SC and fatigue subscale values showed that the largest variations occurred during the first three weeks of MTP (W1 and W3). This could be related to the increase (W1) and decrease (W3) in the training load and suggests a delayed and cumulative effect of fatigue. Nevertheless, the increase in the training load (i.e., 16.7% per week) did not produce a psychophysiological (i.e., SC and POMS) impairment in the EG, compared to the CG, even during W5, in which peak training volume was achieved. Lack of changes in these variables suggests a balance between the training program conducted during our study and the subjects’ responses, which can be useful for non-experienced athletes (Faigenbaum et al., 2009). Moreover, the TMD results of the EG showed a significant decrease at the end of the training period (i.e., from W6 to post-intervention), with values returning to baseline levels, suggesting a positive adaptation to the training program and the sensitivity of the subscale fatigue for changes in the training volume (Leite et al., 2011).
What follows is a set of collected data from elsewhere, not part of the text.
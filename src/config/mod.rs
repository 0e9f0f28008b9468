//! Configuration layer: typed settings with layered precedence (file → env → CLI).

use std::{
    net::{IpAddr, SocketAddr},
    num::{NonZeroU32, NonZeroUsize},
    path::PathBuf,
    str::FromStr,
    time::Duration,
};

use clap::{Args, Parser, builder::BoolishValueParser};
use config::{Config, Environment, File};
use serde::Deserialize;
use thiserror::Error;
use tracing::level_filters::LevelFilter;

const DEFAULT_CONFIG_BASENAME: &str = "config/default";
const LOCAL_CONFIG_BASENAME: &str = "curio";
const DEFAULT_HOST: &str = "127.0.0.1";
const DEFAULT_PORT: u16 = 8000;
const DEFAULT_DB_MAX_CONNECTIONS: u32 = 8;
const DEFAULT_TOKEN_TTL_SECONDS: u64 = 3600;
const DEFAULT_CACHE_CAPACITY: usize = 1024;
const DEFAULT_ITEM_TTL_SECONDS: u64 = 900;

/// Command-line arguments for the Curio binary.
#[derive(Debug, Parser)]
#[command(name = "curio", version, about = "Curio catalog server")]
pub struct CliArgs {
    /// Optional path to a configuration file.
    #[arg(long = "config-file", env = "CURIO_CONFIG_FILE", value_name = "PATH")]
    pub config_file: Option<PathBuf>,

    #[command(flatten)]
    pub overrides: ServeOverrides,
}

#[derive(Debug, Args, Default, Clone)]
pub struct ServeOverrides {
    /// Override the listener host.
    #[arg(long = "server-host", value_name = "HOST")]
    pub server_host: Option<String>,

    /// Override the listener port.
    #[arg(long = "server-port", value_name = "PORT")]
    pub server_port: Option<u16>,

    /// Override the base log level (trace|debug|info|warn|error).
    #[arg(long = "log-level", value_name = "LEVEL")]
    pub log_level: Option<String>,

    /// Toggle JSON logging.
    #[arg(
        long = "log-json",
        value_name = "BOOL",
        value_parser = BoolishValueParser::new()
    )]
    pub log_json: Option<bool>,

    /// Override the database connection URL.
    #[arg(long = "database-url", value_name = "URL")]
    pub database_url: Option<String>,

    /// Override the database pool size.
    #[arg(long = "database-max-connections", value_name = "COUNT")]
    pub database_max_connections: Option<u32>,

    /// Override the token signing secret.
    #[arg(
        long = "auth-secret",
        env = "CURIO_AUTH_SECRET",
        value_name = "SECRET",
        hide_env_values = true
    )]
    pub auth_secret: Option<String>,
}

/// Fully-resolved deployment settings after precedence resolution and validation.
#[derive(Debug, Clone)]
pub struct Settings {
    pub server: ServerSettings,
    pub logging: LoggingSettings,
    pub database: DatabaseSettings,
    pub auth: AuthSettings,
    pub cache: CacheSettings,
}

#[derive(Debug, Clone)]
pub struct ServerSettings {
    pub public_addr: SocketAddr,
}

#[derive(Debug, Clone)]
pub struct LoggingSettings {
    pub level: LevelFilter,
    pub format: LogFormat,
}

#[derive(Debug, Clone, Copy)]
pub enum LogFormat {
    Json,
    Compact,
}

#[derive(Debug, Clone)]
pub struct DatabaseSettings {
    pub url: Option<String>,
    pub max_connections: NonZeroU32,
}

#[derive(Debug, Clone)]
pub struct AuthSettings {
    pub secret: Option<String>,
    pub token_ttl: Duration,
}

#[derive(Debug, Clone)]
pub struct CacheSettings {
    pub capacity: NonZeroUsize,
    pub item_ttl: Duration,
}

#[derive(Debug, Error)]
pub enum LoadError {
    #[error("failed to build configuration: {0}")]
    Build(#[from] config::ConfigError),
    #[error("invalid configuration for `{key}`: {reason}")]
    Invalid { key: &'static str, reason: String },
}

impl LoadError {
    fn invalid(key: &'static str, reason: impl Into<String>) -> Self {
        Self::Invalid {
            key,
            reason: reason.into(),
        }
    }
}

/// Load settings using the configured precedence (file → environment → CLI).
pub fn load(cli: &CliArgs) -> Result<Settings, LoadError> {
    let mut builder = Config::builder()
        .add_source(File::with_name(DEFAULT_CONFIG_BASENAME).required(false))
        .add_source(File::with_name(LOCAL_CONFIG_BASENAME).required(false));

    if let Some(path) = cli.config_file.as_ref() {
        builder = builder.add_source(File::from(path.as_path()).required(true));
    }

    builder = builder.add_source(Environment::with_prefix("CURIO").separator("__"));

    let mut raw: RawSettings = builder.build()?.try_deserialize()?;
    raw.apply_overrides(&cli.overrides);

    Settings::from_raw(raw)
}

#[derive(Debug, Clone, Deserialize, Default)]
#[serde(default)]
struct RawSettings {
    server: RawServerSettings,
    logging: RawLoggingSettings,
    database: RawDatabaseSettings,
    auth: RawAuthSettings,
    cache: RawCacheSettings,
}

#[derive(Debug, Clone, Deserialize, Default)]
#[serde(default)]
struct RawServerSettings {
    host: Option<String>,
    port: Option<u16>,
}

#[derive(Debug, Clone, Deserialize, Default)]
#[serde(default)]
struct RawLoggingSettings {
    level: Option<String>,
    format: Option<String>,
}

#[derive(Debug, Clone, Deserialize, Default)]
#[serde(default)]
struct RawDatabaseSettings {
    url: Option<String>,
    max_connections: Option<u32>,
}

#[derive(Debug, Clone, Deserialize, Default)]
#[serde(default)]
struct RawAuthSettings {
    secret: Option<String>,
    token_ttl_seconds: Option<u64>,
}

#[derive(Debug, Clone, Deserialize, Default)]
#[serde(default)]
struct RawCacheSettings {
    capacity: Option<usize>,
    item_ttl_seconds: Option<u64>,
}

impl RawSettings {
    fn apply_overrides(&mut self, overrides: &ServeOverrides) {
        if let Some(host) = overrides.server_host.as_ref() {
            self.server.host = Some(host.clone());
        }
        if let Some(port) = overrides.server_port {
            self.server.port = Some(port);
        }
        if let Some(level) = overrides.log_level.as_ref() {
            self.logging.level = Some(level.clone());
        }
        if let Some(json) = overrides.log_json {
            self.logging.format = Some(if json { "json" } else { "compact" }.to_string());
        }
        if let Some(url) = overrides.database_url.as_ref() {
            self.database.url = Some(url.clone());
        }
        if let Some(count) = overrides.database_max_connections {
            self.database.max_connections = Some(count);
        }
        if let Some(secret) = overrides.auth_secret.as_ref() {
            self.auth.secret = Some(secret.clone());
        }
    }
}

impl Settings {
    fn from_raw(raw: RawSettings) -> Result<Self, LoadError> {
        let host = raw.server.host.unwrap_or_else(|| DEFAULT_HOST.to_string());
        let host: IpAddr = host
            .parse()
            .map_err(|err| LoadError::invalid("server.host", format!("`{host}`: {err}")))?;
        let port = raw.server.port.unwrap_or(DEFAULT_PORT);

        let level = match raw.logging.level {
            Some(level) => LevelFilter::from_str(&level)
                .map_err(|_| LoadError::invalid("logging.level", format!("`{level}`")))?,
            None => LevelFilter::INFO,
        };
        let format = match raw.logging.format.as_deref() {
            None | Some("compact") => LogFormat::Compact,
            Some("json") => LogFormat::Json,
            Some(other) => {
                return Err(LoadError::invalid("logging.format", format!("`{other}`")));
            }
        };

        let max_connections = raw
            .database
            .max_connections
            .unwrap_or(DEFAULT_DB_MAX_CONNECTIONS);
        let max_connections = NonZeroU32::new(max_connections)
            .ok_or_else(|| LoadError::invalid("database.max_connections", "must be non-zero"))?;

        let token_ttl_seconds = raw
            .auth
            .token_ttl_seconds
            .unwrap_or(DEFAULT_TOKEN_TTL_SECONDS);
        if token_ttl_seconds == 0 {
            return Err(LoadError::invalid(
                "auth.token_ttl_seconds",
                "must be non-zero",
            ));
        }

        let capacity = raw.cache.capacity.unwrap_or(DEFAULT_CACHE_CAPACITY);
        let capacity = NonZeroUsize::new(capacity)
            .ok_or_else(|| LoadError::invalid("cache.capacity", "must be non-zero"))?;

        let item_ttl_seconds = raw
            .cache
            .item_ttl_seconds
            .unwrap_or(DEFAULT_ITEM_TTL_SECONDS);
        if item_ttl_seconds == 0 {
            return Err(LoadError::invalid(
                "cache.item_ttl_seconds",
                "must be non-zero",
            ));
        }

        Ok(Self {
            server: ServerSettings {
                public_addr: SocketAddr::new(host, port),
            },
            logging: LoggingSettings { level, format },
            database: DatabaseSettings {
                url: raw.database.url,
                max_connections,
            },
            auth: AuthSettings {
                secret: raw.auth.secret,
                token_ttl: Duration::from_secs(token_ttl_seconds),
            },
            cache: CacheSettings {
                capacity,
                item_ttl: Duration::from_secs(item_ttl_seconds),
            },
        })
    }
}

#[cfg(test)]
mod tests {
    use super::*;

    #[test]
    fn defaults_resolve_without_any_input() {
        let settings = Settings::from_raw(RawSettings::default()).expect("valid settings");

        assert_eq!(settings.server.public_addr.port(), DEFAULT_PORT);
        assert_eq!(settings.logging.level, LevelFilter::INFO);
        assert!(matches!(settings.logging.format, LogFormat::Compact));
        assert_eq!(
            settings.database.max_connections.get(),
            DEFAULT_DB_MAX_CONNECTIONS
        );
        assert_eq!(
            settings.auth.token_ttl,
            Duration::from_secs(DEFAULT_TOKEN_TTL_SECONDS)
        );
        assert_eq!(settings.cache.capacity.get(), DEFAULT_CACHE_CAPACITY);
        assert_eq!(
            settings.cache.item_ttl,
            Duration::from_secs(DEFAULT_ITEM_TTL_SECONDS)
        );
    }

    #[test]
    fn cli_overrides_take_highest_precedence() {
        let mut raw = RawSettings::default();
        raw.server.port = Some(4000);
        raw.logging.level = Some("info".to_string());

        let overrides = ServeOverrides {
            server_port: Some(4321),
            log_level: Some("debug".to_string()),
            ..Default::default()
        };

        raw.apply_overrides(&overrides);
        let settings = Settings::from_raw(raw).expect("valid settings");

        assert_eq!(settings.server.public_addr.port(), 4321);
        assert_eq!(settings.logging.level, LevelFilter::DEBUG);
    }

    #[test]
    fn cli_json_logging_enforces_format() {
        let mut raw = RawSettings::default();
        let overrides = ServeOverrides {
            log_json: Some(true),
            ..Default::default()
        };

        raw.apply_overrides(&overrides);
        let settings = Settings::from_raw(raw).expect("valid settings");

        assert!(matches!(settings.logging.format, LogFormat::Json));
    }

    #[test]
    fn invalid_log_level_is_rejected() {
        let mut raw = RawSettings::default();
        raw.logging.level = Some("loud".to_string());

        assert!(matches!(
            Settings::from_raw(raw),
            Err(LoadError::Invalid { key, .. }) if key == "logging.level"
        ));
    }

    #[test]
    fn zero_cache_capacity_is_rejected() {
        let mut raw = RawSettings::default();
        raw.cache.capacity = Some(0);

        assert!(matches!(
            Settings::from_raw(raw),
            Err(LoadError::Invalid { key, .. }) if key == "cache.capacity"
        ));
    }

    #[test]
    fn auth_secret_flows_through_overrides() {
        let mut raw = RawSettings::default();
        let overrides = ServeOverrides {
            auth_secret: Some("sekrit".to_string()),
            ..Default::default()
        };

        raw.apply_overrides(&overrides);
        let settings = Settings::from_raw(raw).expect("valid settings");

        assert_eq!(settings.auth.secret.as_deref(), Some("sekrit"));
    }
}
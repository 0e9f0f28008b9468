//! Field-keyed request validation.
//!
//! Validation runs before any store mutation and reports every failing
//! field at once, keyed by field name, so clients can render errors next
//! to the inputs that caused them.

use std::collections::BTreeMap;

use serde::Serialize;

pub const MIN_PASSWORD_LEN: usize = 8;

pub const REQUIRED: &str = "This field is required.";
pub const BLANK: &str = "This field may not be blank.";
pub const INVALID_EMAIL: &str = "Enter a valid email address.";
pub const INVALID_CREDENTIALS: &str = "Unable to log in with provided credentials.";

/// Errors aggregated under the login form rather than a single field.
pub const NON_FIELD: &str = "non_field_errors";

/// A set of validation messages keyed by field name.
///
/// Serializes as a flat JSON object, e.g.
/// `{"email": ["Enter a valid email address."]}`.
#[derive(Debug, Clone, Default, PartialEq, Serialize)]
pub struct FieldErrors(BTreeMap<&'static str, Vec<String>>);

impl FieldErrors {
    pub fn new() -> Self {
        Self::default()
    }

    /// A single aggregated failure not attributable to one field.
    pub fn non_field(message: impl Into<String>) -> Self {
        let mut errors = Self::new();
        errors.push(NON_FIELD, message);
        errors
    }

    pub fn push(&mut self, field: &'static str, message: impl Into<String>) {
        self.0.entry(field).or_default().push(message.into());
    }

    pub fn is_empty(&self) -> bool {
        self.0.is_empty()
    }

    pub fn contains(&self, field: &str) -> bool {
        self.0.contains_key(field)
    }

    /// Ok when no field failed, otherwise the accumulated set.
    pub fn into_result(self) -> Result<(), FieldErrors> {
        if self.is_empty() { Ok(()) } else { Err(self) }
    }
}

/// Minimal structural check: one `@` with a dotted, non-degenerate domain.
/// Deliverability is the mail system's problem, not ours.
pub fn email_is_well_formed(value: &str) -> bool {
    let Some((local, domain)) = value.split_once('@') else {
        return false;
    };
    !local.is_empty()
        && domain.contains('.')
        && !domain.starts_with('.')
        && !domain.ends_with('.')
        && !domain.contains('@')
}

pub fn password_is_strong_enough(value: &str) -> bool {
    value.len() >= MIN_PASSWORD_LEN
}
It can be concluded that a non-failure strength-training protocol improved power output with a moderate psychophysiological impact on youth elite tennis players, suggesting that it is a suitable program to improve strength without large increases in total demands for these athletes. Moreover, we may consider this strength-training methodology as a good option for initial phases for non-experienced athletes.